6/12 avril 1936 (14) Espagne, en avant !
Les Cortes destituent le 7 avril le président de la République Zamora (Niceto Alcala-Zamora y Torres) ; il sera remplacé par Manuel Azana, qui était chef du gouvernement du Frente popular depuis février. C’est une grande figure du républicanisme espagnol.

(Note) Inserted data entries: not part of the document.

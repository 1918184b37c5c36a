use std::time::Instant;

use matzip_core::domain::action::{
    Action, CategoryParams, DetailParams, MenuParams, ParamMap, PriceRangeParams, SearchStrategy,
    SimilarParams, UnifiedParams,
};
use matzip_core::domain::result::{
    CategoryBucket, MenuItem, RestaurantRecord, SearchResult, SearchStats,
};
use matzip_core::SearchError;
use serde_json::{json, Value};
use tracing::warn;

use crate::backend::{Hit, QueryResponse, SearchBackend};
use crate::queries;

const MATCHING_MENU_CAP: usize = 3;
const PRICE_MENU_CAP: usize = 5;
const TOP_CATEGORY_CAP: usize = 10;

/// The seven strategies over one restaurant index.
///
/// Every method returns a terminal `SearchResult`: backend faults, invalid
/// parameters and missing documents are folded into the result's `error`
/// field, never raised. The dispatcher (`execute`) guarantees that any
/// resolved action yields some result set.
#[derive(Clone, Debug)]
pub struct RestaurantIndex<B> {
    backend: B,
}

impl<B> RestaurantIndex<B> {
    pub fn new(backend: B) -> Self {
        Self { backend }
    }

    pub fn backend(&self) -> &B {
        &self.backend
    }
}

L’enjeu espagnol passionne le public français et l’Humanité vient de consacrer vingt longs reportages à ce pays sous le titre « Espagne, en avant ! » Cette série se termine (11 avril) sur un entretien avec le leader socialiste (de gauche) Alvarez del Vayo. Celui-ci estime que le Frente popular est à l’avant-garde de la lutte pour la paix. Le journaliste (Laurent Darnar) rebondit sur ce terme et conclut ainsi ses enquêtes : « À l’avant-garde ! Tel est le mot qui clora cette enquête. À l’avant-garde dans la lutte contre le fascisme (…), voilà l’Espagne ! À l’avant-garde dans les mesures sociales et économiques qui libèrent le paysan, lui donnent le sol, améliorent le sort de l’ouvrier, défendent le petit commerçant contre l’usure et la haute finance, voilà l’Espagne ! (…) La meute réactionnaire peut hurler chez nous. Elle regrette qu’on ne puisse plus en Espagne abattre les travailleurs au coin des rues. Elle hait l’exemple de liberté donné par le Front populaire d’Espagne. C’est pourquoi nous, nous exaltons cet exemple. »
Un débat traverse le monde politique et sportif : faut-il participer aux prochains Jeux Olympiques de Berlin ? « Nous nous sommes prononcés, écrit l’Humanité, il y a plus d’un an contre la tenue à Berlin des Jeux Olympiques. Un mouvement populaire est né qui s’est assigné cette tâche d’honneur. (…) Nous communistes approuvons ce mouvement qui, loin de tout chauvinisme, ne vise au contraire qu’à soutenir de toutes ses forces la lutte que le peuple allemand mène contre ses bourreaux. Avec tous les amis de la paix, avec tous les ennemis du fascisme, nous crions : Pas un sou, pas un homme pour les Jeux Olympiques de Berlin ! »
Le 12 avril, le quotidien communiste publie son bilan financier. Son tirage serait passé de 211 000 en 1934 à 217 000 en 1935 et à 234 000 pour les six derniers mois et une vente qui dépasserait largement les 200 000 exemplaires par jour.
Dans le cadre de la campagne électorale, la radio occupe une part de plus en plus importante. On se rappelle que l’État avait racheté en 1933 « Radio-Paris » pour en faire le « Poste national ». Le quotidien communiste annonce ainsi que le 17 avril prochain, le représentant du PCF parlera de 20 h à 20 h 30 « au micro du Poste national. (…) C’est avec la plus grande satisfaction, nous en sommes persuadés, que les sans-filistes ont appris cette nouvelle et nous sommes persuadés qu’ils seront par dizaines et centaines de milliers à l’écoute pour entendre la voix de notre grand parti. »
Gérard Streiff
Article publié dans CommunisteS, numéro 1081 du 8 avril 2026.